Return exactly the lines of the records below, starting at the line that contains "let addr = listener.local_addr().unwrap();" and ending at the line that contains "impl Drop for", with both of those lines kept.
--- START ---
//! Catalog domain for Roastah listings.
//!
//! Pure, deterministic logic only (no IO, no HTTP, no storage):
//! - [`state`]: lifecycle states, the transition table and action gates
//! - [`tags`]: the independent boolean flags shown as badges
//! - [`details`]: editable fields and their validation
//! - [`record`]: the fetched product shape and its derived view-model
//! - [`product`]: the event-sourced aggregate enforcing the same rules

pub mod details;
pub mod product;
pub mod record;
pub mod state;
pub mod tags;

pub use details::{FieldError, ProductDetails, ProductDetailsPatch, RoastLevel};
pub use product::{
    CreateProduct, DeleteProduct, Product, ProductCommand, ProductCreated, ProductDeleted,
    ProductDetailsUpdated, ProductEvent, ProductId, ProductStateChanged, ProductTagSet,
    SetProductTag, TransitionProduct, UpdateProductDetails,
};
pub use record::{LifecycleView, ProductRecord, TagBadge};
pub use state::ProductState;
pub use tags::{ProductTag, ProductTags};
//! Stub catalog API served over HTTP for black-box tests.

#![allow(dead_code)]

use std::sync::Arc;

use axum::extract::{Path, State};
use axum::http::{HeaderMap, StatusCode};
use axum::response::{IntoResponse, Response};
use axum::routing::{get, patch};
use axum::{Json, Router};

use roastah_client::api::{parse_tag_request, ProductList, TransitionRequest};
use roastah_client::{ApiError, InMemoryProductApi, ProductApi};
use roastah_core::SellerId;
use roastah_products::{ProductDetails, ProductDetailsPatch, ProductId, ProductRecord, RoastLevel};

pub const TOKEN: &str = "test-token";

#[derive(Clone)]
struct StubState {
    catalog: Arc<InMemoryProductApi>,
}

struct StubError(ApiError);

impl From<ApiError> for StubError {
    fn from(err: ApiError) -> Self {
        Self(err)
    }
}

impl IntoResponse for StubError {
    fn into_response(self) -> Response {
        let status =
            StatusCode::from_u16(self.0.status()).unwrap_or(StatusCode::INTERNAL_SERVER_ERROR);
        (status, Json(self.0.to_body())).into_response()
    }
}

fn authorize(headers: &HeaderMap) -> Result<(), StubError> {
    let expected = format!("Bearer {TOKEN}");
    match headers.get("authorization").and_then(|v| v.to_str().ok()) {
        Some(value) if value == expected => Ok(()),
        _ => Err(StubError(ApiError::Unauthorized)),
    }
}

fn product_id(raw: &str) -> Result<ProductId, StubError> {
    raw.parse()
        .map_err(|_| StubError(ApiError::Validation(format!("invalid product id {raw}"))))
}

async fn health() -> StatusCode {
    StatusCode::OK
}

async fn fetch_product(
    State(state): State<StubState>,
    headers: HeaderMap,
    Path(id): Path<String>,
) -> Result<Json<ProductRecord>, StubError> {
    authorize(&headers)?;
    Ok(Json(state.catalog.fetch_product(product_id(&id)?).await?))
}

async fn list_products(
    State(state): State<StubState>,
    headers: HeaderMap,
) -> Result<Json<ProductList>, StubError> {
    authorize(&headers)?;
    let items = state.catalog.list_products().await?;
    Ok(Json(ProductList { items }))
}

async fn transition_state(
    State(state): State<StubState>,
    headers: HeaderMap,
    Path(id): Path<String>,
    Json(body): Json<TransitionRequest>,
) -> Result<Json<ProductRecord>, StubError> {
    authorize(&headers)?;
    let record = state
        .catalog
        .transition_state(product_id(&id)?, body.state)
        .await?;
    Ok(Json(record))
}

async fn set_tag(
    State(state): State<StubState>,
    headers: HeaderMap,
    Path(id): Path<String>,
    Json(body): Json<serde_json::Value>,
) -> Result<Json<ProductRecord>, StubError> {
    authorize(&headers)?;
    let (tag, value) = parse_tag_request(&body)?;
    Ok(Json(state.catalog.set_tag(product_id(&id)?, tag, value).await?))
}

async fn update_fields(
    State(state): State<StubState>,
    headers: HeaderMap,
    Path(id): Path<String>,
    Json(patch): Json<ProductDetailsPatch>,
) -> Result<Json<ProductRecord>, StubError> {
    authorize(&headers)?;
    Ok(Json(state.catalog.update_fields(product_id(&id)?, patch).await?))
}

async fn delete_product(
    State(state): State<StubState>,
    headers: HeaderMap,
    Path(id): Path<String>,
) -> Result<StatusCode, StubError> {
    authorize(&headers)?;
    state.catalog.delete_product(product_id(&id)?).await?;
    Ok(StatusCode::NO_CONTENT)
}

fn router(catalog: Arc<InMemoryProductApi>) -> Router {
    Router::new()
        .route("/health", get(health))
        .route("/api/seller/products", get(list_products))
        .route(
            "/api/products/:id",
            get(fetch_product).patch(update_fields).delete(delete_product),
        )
        .route("/api/products/:id/state", patch(transition_state))
        .route("/api/products/:id/tags", patch(set_tag))
        .with_state(StubState { catalog })
}

pub struct TestServer {
    pub base_url: String,
    pub catalog: Arc<InMemoryProductApi>,
    handle: tokio::task::JoinHandle<()>,
}

impl TestServer {
    pub async fn spawn() -> Self {
        let catalog = Arc::new(InMemoryProductApi::new(SellerId::new()));
        let listener = tokio::net::TcpListener::bind("127.0.0.1:0")
            .await
            .expect("failed to bind ephemeral port");
        let addr = listener.local_addr().unwrap();
        let base_url = format!("http://{}", addr);

        let app = router(catalog.clone());
        let handle = tokio::spawn(async move {
            axum::serve(listener, app).await.unwrap();
        });

        Self {
            base_url,
            catalog,
            handle,
        }
    }
}

impl Drop for TestServer {
    fn drop(&mut self) {
        self.handle.abort();
    }
}

pub fn details(name: &str) -> ProductDetails {
    ProductDetails {
        name: name.to_string(),
        description: "Washed, bright acidity".to_string(),
        price_cents: 2_250,
        weight_grams: 250,
        roast_level: RoastLevel::Light,
        origin: Some("Nyeri, Kenya".to_string()),
    }
}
--- END ---
## RESPONSE TO THE TASK
        let addr = listener.local_addr().unwrap();
        let base_url = format!("http://{}", addr);

        let app = router(catalog.clone());
        let handle = tokio::spawn(async move {
            axum::serve(listener, app).await.unwrap();
        });

        Self {
            base_url,
            catalog,
            handle,
        }
    }
}

impl Drop for TestServer {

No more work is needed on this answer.